DATA LISTING ▸
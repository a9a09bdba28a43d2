//! # Fleet Configuration Validator
//!
//! Command-line tool for checking a fleet configuration file, with
//! `FLEET__SECTION__KEY` environment overrides applied, before an
//! orchestrator process is started with it.

use clap::{Parser, Subcommand};
use fleet_core::config::{ConfigManager, FleetConfig};
use std::path::PathBuf;
use std::process;
use tracing::{error, info, Level};
use tracing_subscriber::FmtSubscriber;

#[derive(Parser)]
#[command(name = "config-validator")]
#[command(about = "Validate fleet orchestrator configuration files")]
#[command(version = env!("CARGO_PKG_VERSION"))]
pub struct Cli {
    /// Configuration file (TOML). Defaults are used when omitted.
    #[arg(short, long)]
    config: Option<PathBuf>,

    /// Verbose output level (use multiple times for more verbosity)
    #[arg(short, long, action = clap::ArgAction::Count)]
    verbose: u8,

    /// Output format (table, json)
    #[arg(long, default_value = "table")]
    format: String,

    #[command(subcommand)]
    command: Option<Commands>,
}

#[derive(Subcommand)]
pub enum Commands {
    /// Load and validate the configuration
    Validate,
    /// Print the effective configuration after layering
    Show,
    /// Print the built-in defaults
    Defaults,
}

fn main() {
    let cli = Cli::parse();

    let level = match cli.verbose {
        0 => Level::WARN,
        1 => Level::INFO,
        2 => Level::DEBUG,
        _ => Level::TRACE,
    };

    let _ = FmtSubscriber::builder()
        .with_max_level(level)
        .with_target(false)
        .try_init();

    let result = match &cli.command {
        Some(Commands::Validate) | None => validate(&cli),
        Some(Commands::Show) => show(&cli),
        Some(Commands::Defaults) => print_config(&FleetConfig::default(), &cli.format),
    };

    match result {
        Ok(()) => {
            info!("Configuration validation completed successfully");
            process::exit(0);
        }
        Err(e) => {
            error!("Configuration validation failed: {}", e);
            process::exit(1);
        }
    }
}

fn load(cli: &Cli) -> Result<ConfigManager, Box<dyn std::error::Error>> {
    match ConfigManager::load_from_file(cli.config.as_deref()) {
        Ok(manager) => Ok(manager),
        Err(e) => {
            println!("❌ {e}");
            Err(Box::new(e))
        }
    }
}

fn validate(cli: &Cli) -> Result<(), Box<dyn std::error::Error>> {
    println!("🔧 Validating Fleet Configuration");
    match &cli.config {
        Some(path) => println!("Config File: {}", path.display()),
        None => println!("Config File: (built-in defaults)"),
    }
    println!();

    let manager = load(cli)?;
    let config = manager.config();

    println!("✅ Configuration loaded and validated");
    println!("   Environment: {}", manager.environment());
    println!("   Node: {}", config.leadership.node_id);
    println!(
        "   Reconciliation: {} every {}ms",
        if config.reconciliation.enabled {
            "enabled"
        } else {
            "disabled"
        },
        config.reconciliation.interval_ms
    );
    println!(
        "   Unreachable: inactive after {}s, expunge after {}s",
        config.unreachable.inactive_after_seconds, config.unreachable.expunge_after_seconds
    );
    println!(
        "   Deployment: step timeout {}s, capacity {}/{}",
        config.deployment.step_timeout_seconds,
        config.deployment.minimum_health_capacity,
        config.deployment.maximum_over_capacity
    );

    println!("\n🎉 All configuration validation checks passed!");
    Ok(())
}

fn show(cli: &Cli) -> Result<(), Box<dyn std::error::Error>> {
    let manager = load(cli)?;
    print_config(manager.config(), &cli.format)
}

fn print_config(config: &FleetConfig, format: &str) -> Result<(), Box<dyn std::error::Error>> {
    match format {
        "json" => {
            println!("{}", serde_json::to_string_pretty(config)?);
        }
        "table" => {
            let value = serde_json::to_value(config)?;
            let Some(sections) = value.as_object() else {
                return Err("configuration did not serialize to an object".into());
            };
            for (section, fields) in sections {
                println!("[{section}]");
                if let Some(fields) = fields.as_object() {
                    for (key, value) in fields {
                        println!("  {key:<36} {value}");
                    }
                }
                println!();
            }
        }
        other => return Err(format!("Unknown output format: {other}").into()),
    }
    Ok(())
}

TASK INSTRUCTIONS ▸
Identify each line in the entries with the word "ConfigManager" and copy it.

EXERCISE SOLUTION ▸
use fleet_core::config::{ConfigManager, FleetConfig};
fn load(cli: &Cli) -> Result<ConfigManager, Box<dyn std::error::Error>> {
    match ConfigManager::load_from_file(cli.config.as_deref()) {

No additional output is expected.